The remnants of my trauma (most of which used to be hidden so deep I couldn’t even feel it beneath the heavy ocean of numb that rested on top of it) has been actively bubbling under my skin for a few weeks now. It has intensified recently to the point of me experiencing heat fluctuations, twitching and convulsions during my sessions as the energy is surfacing and discharging. It’s unlike anything I’ve ever experienced and I’ve been unable to put these experiences into words. As Mark said the other day, ‘appreciate the wordless space, we could load a lot of words onto it which can be helpful but words are not experience. It’s not the story about what happened it is how the story touches us.’

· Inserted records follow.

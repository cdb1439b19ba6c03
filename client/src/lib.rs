pub mod api;
pub mod cache;
pub mod client;
mod error;
pub mod storage;
pub mod tokens;

pub use api::{Api, ApiResult};
pub use cache::ResponseCache;
pub use client::Client;
pub use error::Error;
pub use tokens::{TokenPair, TokenStore};

const SENSITIVE: &str = "***";

pub(crate) async fn check_response(response: reqwest::Response) -> Result<reqwest::Response, Error> {
    let status = response.status();
    if status.is_success() {
        Ok(response)
    } else {
        let body = response.text().await?;
        let body = match serde_json::from_str(&body) {
            Ok(body) => body,
            Err(_) => serde_json::Value::String(body),
        };
        Err(Error::Api { status, body })
    }
}
use taskhub_client::{Api, Client};

#[tokio::main]
async fn main() -> anyhow::Result<()> {
    tracing_subscriber::fmt::init();

    let base_url = std::env::var("TASKHUB_BASE_URL")?;
    let email = std::env::var("TASKHUB_EMAIL")?;
    let password = std::env::var("TASKHUB_PASSWORD")?;

    let client = Client::new(base_url, reqwest::Client::new());
    let api = Api::new(client.clone());
    api.login(&email, &password).await?;

    let token = client
        .tokens()
        .get_auth_token()
        .ok_or_else(|| anyhow::format_err!("no session established"))?;
    println!("{token}");

    Ok(())
}
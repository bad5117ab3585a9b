//! Process command - run a batch of invoice files through the pipeline.

use std::fs;
use std::path::{Path, PathBuf};
use std::time::Instant;

use anyhow::Context;
use clap::Args;
use console::style;
use glob::glob;
use indicatif::{ProgressBar, ProgressStyle};
use tracing::{debug, info};

use sheetdrop_core::pipeline::{BatchProcessor, FileOutcome, UploadedFile};
use sheetdrop_core::{MemoryStore, ProcessingStatus};

use crate::collaborators::{CsvFileSink, PopplerRenderer, TesseractEngine};
use crate::state;

/// Arguments for the process command.
#[derive(Args)]
pub struct ProcessArgs {
    /// User id to process for
    #[arg(short, long)]
    user: String,

    /// Sender email the files arrived from
    #[arg(long)]
    sender: String,

    /// Input files or glob patterns
    #[arg(required = true)]
    inputs: Vec<String>,

    /// Target spreadsheet id (required on caller-selected tiers)
    #[arg(long)]
    spreadsheet: Option<String>,

    /// Directory holding the per-spreadsheet CSV files
    #[arg(long, default_value = "sheets")]
    sink_dir: PathBuf,

    /// Print outcomes as JSON instead of a summary
    #[arg(long)]
    json: bool,

    /// Also write an outcome summary CSV
    #[arg(long)]
    summary: Option<PathBuf>,
}

pub fn run(args: ProcessArgs, state_path: &Path) -> anyhow::Result<()> {
    let start = Instant::now();

    let store = state::load(state_path)?;
    let mut user = store
        .get_user(&args.user)
        .with_context(|| format!("unknown user: {}", args.user))?;

    let files = collect_files(&args.inputs)?;
    if files.is_empty() {
        anyhow::bail!("no matching files found");
    }
    info!("found {} file(s) to process", files.len());

    let pb = ProgressBar::new(files.len() as u64);
    pb.set_style(
        ProgressStyle::default_bar()
            .template("{spinner:.green} [{elapsed_precise}] [{bar:40.cyan/blue}] {pos}/{len} files")
            .unwrap()
            .progress_chars("=>-"),
    );
    pb.set_message("Processing...");

    let uploads = load_uploads(&files, &pb)?;
    pb.set_position(files.len() as u64);

    let sink = CsvFileSink::new(&args.sink_dir);
    let renderer = PopplerRenderer;
    let ocr = TesseractEngine;
    let processor = BatchProcessor::new(&store, &sink, &renderer, &ocr);
    let outcomes = processor.process_batch(
        &mut user,
        &args.sender,
        &uploads,
        args.spreadsheet.as_deref(),
    )?;
    pb.finish_with_message("Complete");

    store.put_user(&user);
    state::save(&store, state_path)?;

    if args.json {
        let values: Vec<_> = outcomes.iter().map(FileOutcome::to_json).collect();
        println!("{}", serde_json::to_string_pretty(&values)?);
    } else {
        print_summary(&outcomes);
    }

    if let Some(summary_path) = &args.summary {
        write_summary_csv(&outcomes, summary_path)?;
        println!(
            "{} Summary written to {}",
            style("✓").green(),
            summary_path.display()
        );
    }

    debug!("total processing time: {:?}", start.elapsed());
    Ok(())
}

/// Expand the input patterns into a deduplicated, ordered file list.
fn collect_files(patterns: &[String]) -> anyhow::Result<Vec<PathBuf>> {
    let mut files = Vec::new();
    for pattern in patterns {
        for entry in glob(pattern)? {
            let path = entry?;
            if path.is_file() && !files.contains(&path) {
                files.push(path);
            }
        }
    }
    Ok(files)
}

fn load_uploads(files: &[PathBuf], pb: &ProgressBar) -> anyhow::Result<Vec<UploadedFile>> {
    let mut uploads = Vec::with_capacity(files.len());
    for path in files {
        let name = path
            .file_name()
            .and_then(|n| n.to_str())
            .unwrap_or("upload")
            .to_string();
        let content = fs::read(path)
            .with_context(|| format!("failed to read {}", path.display()))?;

        // Plain-text files carry their own text; everything else goes through
        // the format-specific extractors.
        let upload = if path.extension().and_then(|e| e.to_str()) == Some("txt") {
            let text = String::from_utf8_lossy(&content).into_owned();
            UploadedFile::new(name, content).with_extracted_text(text)
        } else {
            UploadedFile::new(name, content)
        };
        uploads.push(upload);
        pb.inc(1);
    }
    Ok(uploads)
}

fn print_summary(outcomes: &[FileOutcome]) {
    let mut auto = 0;
    let mut review = 0;
    let mut skipped = 0;
    let mut failed = 0;

    for outcome in outcomes {
        match outcome {
            FileOutcome::Processed { status, .. } => {
                if *status == ProcessingStatus::AutoProcessed {
                    auto += 1;
                } else {
                    review += 1;
                }
            }
            FileOutcome::DuplicateSkipped { .. }
            | FileOutcome::InvalidRowSkipped
            | FileOutcome::NoInvoiceNumberFound => skipped += 1,
            FileOutcome::OcrFailed { .. } | FileOutcome::ParseFailed { .. } => failed += 1,
        }
    }

    println!();
    println!("{} {} auto-processed", style("✓").green(), auto);
    println!("{} {} in review", style("ℹ").blue(), review);
    if skipped > 0 {
        println!("{} {} skipped", style("⚠").yellow(), skipped);
    }
    if failed > 0 {
        println!("{} {} failed", style("✗").red(), failed);
    }
}

fn write_summary_csv(outcomes: &[FileOutcome], path: &Path) -> anyhow::Result<()> {
    let mut writer = csv::Writer::from_path(path)?;
    writer.write_record(["invoice_number", "status", "confidence", "detail"])?;

    for outcome in outcomes {
        let record = match outcome {
            FileOutcome::Processed {
                invoice_number,
                status,
                confidence_score,
                sink_error,
            } => [
                invoice_number.clone(),
                status.to_string(),
                confidence_score.to_string(),
                sink_error.clone().unwrap_or_default(),
            ],
            FileOutcome::DuplicateSkipped { invoice_number } => [
                invoice_number.clone(),
                "DUPLICATE_SKIPPED".to_string(),
                String::new(),
                String::new(),
            ],
            FileOutcome::OcrFailed { file_name } => [
                String::new(),
                "OCR_FAILED".to_string(),
                String::new(),
                file_name.clone(),
            ],
            FileOutcome::ParseFailed { file_name } => [
                String::new(),
                "PARSE_FAILED".to_string(),
                String::new(),
                file_name.clone(),
            ],
            FileOutcome::InvalidRowSkipped => [
                String::new(),
                "INVALID_ROW_SKIPPED".to_string(),
                String::new(),
                String::new(),
            ],
            FileOutcome::NoInvoiceNumberFound => [
                String::new(),
                "NO_INVOICE_NUMBER_FOUND".to_string(),
                String::new(),
                String::new(),
            ],
        };
        writer.write_record(&record)?;
    }
    writer.flush()?;
    Ok(())
}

I found this video tonight and my mind is blown. Thank you Gabor Mate… once again you are teaching me… broadening my mind and deepening my understanding. I mean this makes so much sense and I guess I knew it, but also I didn’t. GRIEF is the antidote to trauma! The video is only a few minutes long but the first 50 seconds blew my fucking mind… just watch the first 50 seconds if nothing else…
I have recently found myself contemplating the impact of Anna leaving. (She says as if this hasn’t been something she’s been contemplating for most of the year). It’s been nearly 10 months since I sat in a room with Anna and 7 months since she phoned me to let me know she was closing her practice and I would never be able to speak with her again. I don’t need to write here how much Anna leaving me ripped me apart. I wrote about my experience extensively through that whole period. The grief broke my heart wide open and I thought I wouldn’t survive the intensity of it all. I drove to her office more times than I care to admit and sat sobbing my heart out in the car, often feeling unable to leave the last place that connected us. And even in those moments of pure torturous grief where I felt like my body was being turned inside out, if I had to put a name to it, I would called it love. Grief is love turned inside out… it really is. In those early days when I would walk into the forest so I could cry in peace (as the lockdown rendered me permanently accompanied by my 3 housemates)… I cried outloud… to the point where people would hear me… and I would place my hand on my chest and feel that my crying was a way to love her. It was my only way to love her. It’s because of who she was to me that her absence was so devastating. Me grieving her fully, has been about me honoring all of the great work we did together and all of the work she and I wanted to do with each other. Grief is not only about what you have lost in the present moment, it’s about having to rewrite all that you hoped for. Your whole life changes in an instant.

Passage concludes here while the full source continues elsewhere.